First, some clarifications are in order. To professors Goldberg and Washburn's claim that ''the South Dakota report asserts that victimization surveys are unreliable,'' it is important to note that this is not what we wrote in our forthcoming AICRJ article. In our study, we wrote that we were concerned about the reliability of the Bureau of Justice Statistics methods, which rely almost exclusively on the National Crime Victimization Survey. We think it is important to note that this is not the same as asserting victimization surveys are unreliable as Goldberg and Washburn claimed we stated.

Further, our concern for the BJS reliance on NCVS comes from a long line of published research critical of this approach. In fact, a reviewer of our AICRJ article suggested that our work should not be published without articulating this concern. Upon further examination of that reviewer's position, we learned that many criminal justice publications, including well-established introductory textbooks and more detailed journal articles, share the concern that NCVS is subject to over reporting, under reporting and a wide array of sampling errors.
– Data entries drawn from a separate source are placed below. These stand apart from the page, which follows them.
//! Content-source mapping and table-of-contents source list.
//!
//! Both files are YAML sequences that live next to `folio.toml`:
//!
//! ```yaml
//! # config/content-sources.yaml
//! - dir: docs
//!   urlPrefix: /documentation
//! - dir: guides
//!   name: guides
//!   remote:
//!     url: https://github.com/example/guides.git
//! ```
//!
//! ```yaml
//! # config/toc-sources.yaml
//! - config/toc.yaml
//! - guides/toc.yaml
//! ```

use std::path::{Path, PathBuf};

use serde::Deserialize;

use crate::ConfigError;

/// Git remote a content source is pulled from.
#[derive(Debug, Clone, PartialEq, Eq, Deserialize)]
pub struct RemoteConfig {
    /// Repository URL.
    pub url: String,
    /// Branch or tag checked out, if pinned.
    #[serde(default)]
    pub branch: Option<String>,
}

/// One rule of the content-source mapping.
#[derive(Debug, Clone, PartialEq, Eq, Deserialize)]
pub struct ContentSourceRule {
    /// Directory pattern, matched as a substring of absolute file paths.
    pub dir: String,
    /// URL prefix for pages found under `dir`.
    #[serde(default, rename = "urlPrefix")]
    pub url_prefix: Option<String>,
    /// Source instance name (defaults to `dir` without slashes).
    #[serde(default)]
    pub name: Option<String>,
    /// Remote repository the directory is checked out from.
    #[serde(default)]
    pub remote: Option<RemoteConfig>,
}

impl ContentSourceRule {
    /// Directory pattern with exactly one leading and one trailing slash.
    ///
    /// `docs` and `/docs/` both become `/docs/`, so `/repo/docs-old/a.md`
    /// does not match a `docs` rule.
    #[must_use]
    pub fn dir_pattern(&self) -> String {
        let mut pattern = String::with_capacity(self.dir.len() + 2);
        if !self.dir.starts_with('/') {
            pattern.push('/');
        }
        pattern.push_str(&self.dir);
        if !pattern.ends_with('/') {
            pattern.push('/');
        }
        pattern
    }

    /// Check whether an absolute file path falls under this rule.
    #[must_use]
    pub fn matches(&self, absolute_path: &str) -> bool {
        absolute_path.contains(&self.dir_pattern())
    }

    /// URL prefix, treating an empty prefix as absent.
    #[must_use]
    pub fn url_prefix(&self) -> Option<&str> {
        self.url_prefix.as_deref().filter(|p| !p.is_empty())
    }

    /// Source instance name used to tag files scanned from this rule.
    #[must_use]
    pub fn instance_name(&self) -> &str {
        match self.name.as_deref() {
            Some(name) if !name.is_empty() => name,
            _ => self.dir.trim_matches('/'),
        }
    }

    /// Directory path relative to the content root.
    #[must_use]
    pub fn relative_dir(&self) -> &Path {
        Path::new(self.dir.trim_matches('/'))
    }
}

/// Ordered content-source rules. First match wins.
#[derive(Debug, Clone, Default, PartialEq, Eq, Deserialize)]
#[serde(transparent)]
pub struct ContentSourceMapping {
    rules: Vec<ContentSourceRule>,
}

impl ContentSourceMapping {
    /// Create a mapping from rules in priority order.
    #[must_use]
    pub fn new(rules: Vec<ContentSourceRule>) -> Self {
        Self { rules }
    }

    /// Rules in priority order.
    #[must_use]
    pub fn rules(&self) -> &[ContentSourceRule] {
        &self.rules
    }

    /// Check if the mapping has no rules.
    #[must_use]
    pub fn is_empty(&self) -> bool {
        self.rules.is_empty()
    }

    /// Find the first rule whose directory pattern occurs in `absolute_path`.
    #[must_use]
    pub fn find(&self, absolute_path: &str) -> Option<&ContentSourceRule> {
        self.rules.iter().find(|rule| rule.matches(absolute_path))
    }

    fn validate(&self) -> Result<(), ConfigError> {
        for (idx, rule) in self.rules.iter().enumerate() {
            if rule.dir.trim_matches('/').is_empty() {
                return Err(ConfigError::Validation(format!(
                    "content source #{} must have a non-empty dir",
                    idx + 1
                )));
            }
        }
        Ok(())
    }
}

/// Read a YAML sequence file, returning `None` when the file does not exist.
fn read_yaml_list<T: serde::de::DeserializeOwned>(
    path: &Path,
) -> Result<Option<Vec<T>>, ConfigError> {
    if !path.exists() {
        return Ok(None);
    }
    let content = std::fs::read_to_string(path)?;
    if content.trim().is_empty() {
        return Ok(Some(Vec::new()));
    }
    serde_yaml::from_str(&content)
        .map(Some)
        .map_err(|source| ConfigError::Yaml {
            path: path.to_path_buf(),
            source,
        })
}

/// Load the content-source mapping file.
///
/// A missing file yields an empty mapping: every page then falls back to an
/// unprefixed path.
pub(crate) fn load_content_sources(path: &Path) -> Result<ContentSourceMapping, ConfigError> {
    let Some(rules) = read_yaml_list::<ContentSourceRule>(path)? else {
        tracing::warn!(path = %path.display(), "Content source mapping not found, using none");
        return Ok(ContentSourceMapping::default());
    };
    let mapping = ContentSourceMapping::new(rules);
    mapping.validate()?;
    Ok(mapping)
}

/// Load the table-of-contents source list, resolving entries against `base`.
pub(crate) fn load_toc_sources(path: &Path, base: &Path) -> Result<Vec<PathBuf>, ConfigError> {
    let Some(entries) = read_yaml_list::<String>(path)? else {
        tracing::warn!(path = %path.display(), "Table of contents source list not found, using none");
        return Ok(Vec::new());
    };
    Ok(entries.iter().map(|entry| base.join(entry)).collect())
}

#[cfg(test)]
mod tests {
    use pretty_assertions::assert_eq;

    use super::*;

    fn rule(dir: &str, url_prefix: Option<&str>) -> ContentSourceRule {
        ContentSourceRule {
            dir: dir.to_owned(),
            url_prefix: url_prefix.map(str::to_owned),
            name: None,
            remote: None,
        }
    }

    #[test]
    fn test_dir_pattern_normalization() {
        assert_eq!(rule("docs", None).dir_pattern(), "/docs/");
        assert_eq!(rule("/docs", None).dir_pattern(), "/docs/");
        assert_eq!(rule("docs/", None).dir_pattern(), "/docs/");
        assert_eq!(rule("/docs/", None).dir_pattern(), "/docs/");
        assert_eq!(rule("content/api", None).dir_pattern(), "/content/api/");
    }

    #[test]
    fn test_matches_is_substring_containment() {
        let docs = rule("docs", None);
        assert!(docs.matches("/repo/docs/intro.md"));
        assert!(docs.matches("/home/me/site/docs/nested/page.mdx"));
        assert!(!docs.matches("/repo/docs-old/intro.md"));
        assert!(!docs.matches("/repo/mydocs/intro.md"));
    }

    #[test]
    fn test_find_first_match_wins() {
        let mapping = ContentSourceMapping::new(vec![
            rule("/docs/api/", Some("/api")),
            rule("/docs/", Some("/documentation")),
        ]);

        let api = mapping.find("/repo/docs/api/users.md").unwrap();
        assert_eq!(api.url_prefix(), Some("/api"));

        let docs = mapping.find("/repo/docs/intro.md").unwrap();
        assert_eq!(docs.url_prefix(), Some("/documentation"));

        assert!(mapping.find("/repo/blog/post.md").is_none());
    }

    #[test]
    fn test_empty_url_prefix_is_absent() {
        assert_eq!(rule("docs", Some("")).url_prefix(), None);
        assert_eq!(rule("docs", None).url_prefix(), None);
    }

    #[test]
    fn test_instance_name_defaults_to_dir() {
        assert_eq!(rule("/guides/", None).instance_name(), "guides");

        let mut named = rule("vendor/guides", None);
        named.name = Some("guides".to_owned());
        assert_eq!(named.instance_name(), "guides");
    }

    #[test]
    fn test_parse_mapping_yaml() {
        let yaml = r"
- dir: /docs/
  urlPrefix: /documentation
- dir: guides
  name: guides
  remote:
    url: https://github.com/example/guides.git
    branch: main
- dir: notebooks
";
        let mapping: ContentSourceMapping = serde_yaml::from_str(yaml).unwrap();
        let rules = mapping.rules();

        assert_eq!(rules.len(), 3);
        assert_eq!(rules[0].url_prefix(), Some("/documentation"));
        assert_eq!(
            rules[1].remote,
            Some(RemoteConfig {
                url: "https://github.com/example/guides.git".to_owned(),
                branch: Some("main".to_owned()),
            })
        );
        assert_eq!(rules[2].url_prefix(), None);
    }

    #[test]
    fn test_load_content_sources_missing_file_is_empty() {
        let mapping = load_content_sources(Path::new("/nonexistent/content-sources.yaml")).unwrap();
        assert!(mapping.is_empty());
    }

    #[test]
    fn test_load_content_sources_rejects_empty_dir() {
        let temp_dir = tempfile::tempdir().unwrap();
        let path = temp_dir.path().join("content-sources.yaml");
        std::fs::write(&path, "- dir: /\n  urlPrefix: /x\n").unwrap();

        let err = load_content_sources(&path).unwrap_err();
        assert!(matches!(err, ConfigError::Validation(_)));
    }

    #[test]
    fn test_load_content_sources_malformed_yaml() {
        let temp_dir = tempfile::tempdir().unwrap();
        let path = temp_dir.path().join("content-sources.yaml");
        std::fs::write(&path, "- dir: [unclosed\n").unwrap();

        let err = load_content_sources(&path).unwrap_err();
        assert!(matches!(err, ConfigError::Yaml { .. }));
    }

    #[test]
    fn test_load_toc_sources_resolves_against_base() {
        let temp_dir = tempfile::tempdir().unwrap();
        let path = temp_dir.path().join("toc-sources.yaml");
        std::fs::write(&path, "- config/toc.yaml\n- guides/toc.yaml\n").unwrap();

        let sources = load_toc_sources(&path, Path::new("/project")).unwrap();
        assert_eq!(
            sources,
            vec![
                PathBuf::from("/project/config/toc.yaml"),
                PathBuf::from("/project/guides/toc.yaml"),
            ]
        );
    }

    #[test]
    fn test_load_toc_sources_empty_file() {
        let temp_dir = tempfile::tempdir().unwrap();
        let path = temp_dir.path().join("toc-sources.yaml");
        std::fs::write(&path, "\n").unwrap();

        assert!(load_toc_sources(&path, temp_dir.path()).unwrap().is_empty());
    }
}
For our research, the greatest concern for sampling error is rooted in the fact that BJS does not seem to include any respondents from reservation communities in its two reports on American Indian crime. While this shortfall is being addressed by Julie Abril and others who are focusing attention on gathering reservation-specific data, analysis and academic research on Native crime victims have relied for years almost exclusively on the BJS' more limited sample of Native victims in urban areas, where the majority - nearly 75 percent - of Native respondents lives and works."

Get the Story:
Rich Braunstein and William Anderson: More on 'lies and damn lies' (Indian Country Today 8/22)

South Dakota Study:
Jurisdictional Variation in American Indian Criminal Justice: An Argument for Stronger Understanding and Better Methods (July 2008)

Related Stories:
Opinion: South Dakota study ignores crime victims (7/25)
Indian crime studies disputed by Republican official (7/16)
South Dakota AG disputes Indian crime studies (7/15)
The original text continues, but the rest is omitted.